Whoever told us saying “no” is rude, wrong, mean, bitchy, and selfish caused a lot of harm. We caused even more damage when we believed it and followed it like a religion.

When we say “no” to another person because that’s our truth, we are giving ourselves the respect to speak our truth, and we are showing respect to others to let them know what’s true for us is. We provide them with the honor to invite them to see our true selves.

The more deeply you care about a person, the more comfortable you should be in being your true self around them, and the more you can expect to be honest with them when you do want to say “no.”

Want to test how authenticity you have set up your relationships? 

Notice how difficult it is for you to say no to them—if it’s hard, it’s likely you are afraid they won’t care for you if you say your truth. It’s also possible “you” don’t care for “yourself” when you tell your truth.

Our relationship with others reflects our relationships with ourselves and vice versa. 
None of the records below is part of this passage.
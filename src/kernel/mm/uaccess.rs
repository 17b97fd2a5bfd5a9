// src/kernel/mm/uaccess.rs
//! User-memory access
//!
//! Kernel-side reads and writes of user buffers walk the task's page table
//! the way the MMU would: a missing or read-only translation raises a page
//! fault through the VM fault handler, and the access is retried once the
//! fault is resolved. Successful accesses leave the ACCESSED (and, for
//! writes, DIRTY) bits behind.

use super::types::VirtAddr;
use super::{PGSIZE, page_offset, page_round_down};
use crate::kernel::task::Task;
use crate::kernel::vm::page_fault::{self, PageFaultInfo};
use crate::kernel::vm::{VmError, VmResult};

/// A fault is re-raised at most this many times per access: once to insert
/// a stack-growth page and once more to claim it.
const MAX_FAULTS: usize = 3;

fn resolve(task: &Task, va: VirtAddr, write: bool) -> VmResult<VirtAddr> {
    let page = page_round_down(va);
    for _ in 0..MAX_FAULTS {
        let not_present;
        {
            let pml4 = task.pml4().lock();
            match pml4.entry(page) {
                Some(entry) if !write || entry.is_writable() => {
                    return Ok(entry.kva() + page_offset(va));
                }
                Some(_) => not_present = false,
                None => not_present = true,
            }
        }
        let fault = PageFaultInfo {
            addr: va,
            user: true,
            write,
            not_present,
        };
        page_fault::try_handle_fault(task, &fault)?;
    }
    Err(VmError::InvalidAccess)
}

fn mark(task: &Task, va: VirtAddr, write: bool) {
    let page = page_round_down(va);
    let mut pml4 = task.pml4().lock();
    pml4.set_accessed(page);
    if write {
        pml4.set_dirty(page, true);
    }
}

/// Copy `buf` into `task`'s address space at `va`.
pub fn copy_to_user(task: &Task, va: VirtAddr, buf: &[u8]) -> VmResult<()> {
    let mut off = 0;
    while off < buf.len() {
        let cur = va + off;
        let chunk = (buf.len() - off).min(PGSIZE - page_offset(cur));
        let kva = resolve(task, cur, true)?;
        // SAFETY: kva is the live translation of cur; the chunk stays within
        // one frame
        unsafe {
            core::ptr::copy_nonoverlapping(buf[off..].as_ptr(), kva.as_mut_ptr::<u8>(), chunk);
        }
        mark(task, cur, true);
        off += chunk;
    }
    Ok(())
}

/// Copy from `task`'s address space at `va` into `buf`.
pub fn copy_from_user(task: &Task, va: VirtAddr, buf: &mut [u8]) -> VmResult<()> {
    let mut off = 0;
    while off < buf.len() {
        let cur = va + off;
        let chunk = (buf.len() - off).min(PGSIZE - page_offset(cur));
        let kva = resolve(task, cur, false)?;
        // SAFETY: kva is the live translation of cur; the chunk stays within
        // one frame
        unsafe {
            core::ptr::copy_nonoverlapping(kva.as_ptr::<u8>(), buf[off..].as_mut_ptr(), chunk);
        }
        mark(task, cur, false);
        off += chunk;
    }
    Ok(())
}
If you are inauthentic with others, you will be inauthentic with yourselves. It’s one thing to trick others into thinking we are whom we are not, but when you start tricking yourself, you run the risk of forgetting who you are. 

Make no mistake about it, when we say “yes” when what we really want to do is say “no,” we are saying ”no” to ourselves. Say “no” to yourself enough times, and you condition yourself to become an inauthentic, fake, surface, 

Do this repeatedly and for many years, and you will lose agency over yourself—now you live to figure out what others want from you, and you just do that. 

As you keep practicing and perfecting this inauthenticity and dishonesty, you will naturally start seeing yourself become—more anxious, depressed, and passive-aggressive. You also set yourself up to get hurt and offended very quickly. You can start to think others owe you to behave a certain way or treat you a certain way because you have (secretly) sacrificed your authenticity to please them. 

The pain and confusion you may feel are because you have lost connection with the most essential part of you, your authentic or true self

Now, there’s no theme to you, no map to you that you can use to navigate the ever-changing landscape that your life is. When people and situations demand you to be someone else, there is no anchor, no core that guides you back to whom you actually are.

Consider an organization with disengaged leadership and a disconnection amongst its departments—that’s similar to the kind of chaos you cause when you say a blind “yes” without consulting your “self”—and all the different parts of you—can cause. 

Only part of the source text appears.